Bicycle patrols prove worth, roll into other police districts Citywide use scheduled by fall

July 05, 1993|By Roger Twigg | Roger Twigg,Staff Writer

Citing the success of bicycle patrols in the Northern District, the Baltimore Police Department today expanded the program to the Central and Northeastern Districts.

Tomorrow, the department will expand bicycle patrols to the Northwestern District.

By fall, each of Baltimore's nine police districts will have a contingent of Bicycle Patrol officers, according to a spokesman.

Since October 1992, when bicycle patrols were established in the Northern District, officers assigned to the unit have handled 1,013 citizen complaints and 172 calls for service, and have made 29 arrests, Police Commissioner Edward V. Woods said.

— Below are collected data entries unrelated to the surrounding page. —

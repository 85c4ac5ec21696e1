// GraphQL gateway server
// Binds the configured address and serves the dispatcher router

use std::net::SocketAddr;
use std::sync::Arc;

use anyhow::Context;
use axum::{Router, Server};
use tracing::info;

use crate::api::{create_router, GatewayState};
use crate::config::GatewayConfig;
use crate::engine::{
    executor::QueryExecutor,
    graphql::{create_schema, RootValue},
};

/// GraphQL gateway server
pub struct GatewayServer {
    config: GatewayConfig,
    executor: Arc<dyn QueryExecutor>,
}

impl GatewayServer {
    pub fn new(config: GatewayConfig, executor: Arc<dyn QueryExecutor>) -> Self {
        Self { config, executor }
    }

    pub fn config(&self) -> &GatewayConfig {
        &self.config
    }

    /// The dispatcher router for this server's endpoint
    pub fn router(&self) -> anyhow::Result<Router> {
        create_router(GatewayState::new(self.executor.clone(), self.config.clone()))
    }

    /// Resolve the listen address; `localhost` and other names go through DNS
    async fn resolve_addr(&self) -> anyhow::Result<SocketAddr> {
        let host = self.config.server.host.as_str();
        let port = self.config.server.port;
        tokio::net::lookup_host((host, port))
            .await
            .with_context(|| format!("failed to resolve {}:{}", host, port))?
            .next()
            .with_context(|| format!("no address found for {}:{}", host, port))
    }

    /// Serve until ctrl-c
    pub async fn run(self) -> anyhow::Result<()> {
        let app = self.router()?;
        let addr = self.resolve_addr().await?;

        info!("Start GraphQL server {}", self.config.endpoint_url());
        info!(
            max_body_bytes = self.config.max_body_bytes,
            request_timeout_secs = ?self.config.request_timeout_secs,
            "Listening on {}",
            addr
        );

        Server::try_bind(&addr)
            .with_context(|| format!("failed to bind {}", addr))?
            .serve(app.into_make_service())
            .with_graceful_shutdown(shutdown_signal())
            .await
            .context("server error")?;

        info!("GraphQL server stopped");
        Ok(())
    }
}

async fn shutdown_signal() {
    if tokio::signal::ctrl_c().await.is_ok() {
        info!("Shutdown signal received");
    }
}

/// Builder for [`GatewayServer`]
///
/// Without an explicit executor the built-in schema with the default
/// root value is served.
pub struct GatewayServerBuilder {
    config: GatewayConfig,
    executor: Option<Arc<dyn QueryExecutor>>,
}

impl GatewayServerBuilder {
    pub fn new() -> Self {
        Self {
            config: GatewayConfig::default(),
            executor: None,
        }
    }

    pub fn with_config(mut self, config: GatewayConfig) -> Self {
        self.config = config;
        self
    }

    pub fn with_host(mut self, host: impl Into<String>) -> Self {
        self.config.server.host = host.into();
        self
    }

    pub fn with_port(mut self, port: u16) -> Self {
        self.config.server.port = port;
        self
    }

    pub fn with_endpoint_path(mut self, path: impl Into<String>) -> Self {
        self.config.endpoint_path = path.into();
        self
    }

    pub fn with_executor(mut self, executor: Arc<dyn QueryExecutor>) -> Self {
        self.executor = Some(executor);
        self
    }

    pub fn build(self) -> GatewayServer {
        let executor: Arc<dyn QueryExecutor> = match self.executor {
            Some(executor) => executor,
            None => Arc::new(create_schema(RootValue::default())),
        };
        GatewayServer::new(self.config, executor)
    }

    pub async fn build_and_run(self) -> anyhow::Result<()> {
        self.build().run().await
    }
}

impl Default for GatewayServerBuilder {
    fn default() -> Self {
        Self::new()
    }
}
// Logging setup, powered by tracing-subscriber

use tracing_subscriber::EnvFilter;

/// Install the global fmt subscriber.
///
/// `RUST_LOG` wins when set; otherwise `default_level` applies.
pub fn init(default_level: &str) -> anyhow::Result<()> {
    let filter = EnvFilter::try_from_default_env()
        .or_else(|_| EnvFilter::try_new(default_level))?;

    tracing_subscriber::fmt()
        .with_env_filter(filter)
        .with_target(false)
        .try_init()
        .map_err(|e| anyhow::anyhow!("failed to install tracing subscriber: {}", e))
}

"The success of bicycle patrols in the Northern District made the decision to expand bicycle patrols a simple one," the commissioner said.

Mr. Woods said each of the officers assigned to the bicycle patrols logs more than 1,000 miles a month.

In the Northern District, patrol teams of two officers ride rugged mountain bicycles that enable them to pursue suspects in tight spots and in tough terrain where patrol cars can't go.

In the expanded program, there will be three bicycle patrols in each district.

For the Northern District officers, the city bought 21-speed mountain bicycles that cost $878 each. Twenty-six mountain bicycles are on order.

Agent Doug Price, a police spokesman, said the bicycles make the officers as agile as officers on horseback. "The only difference is you don't have to feed them [the bicycles]," he added.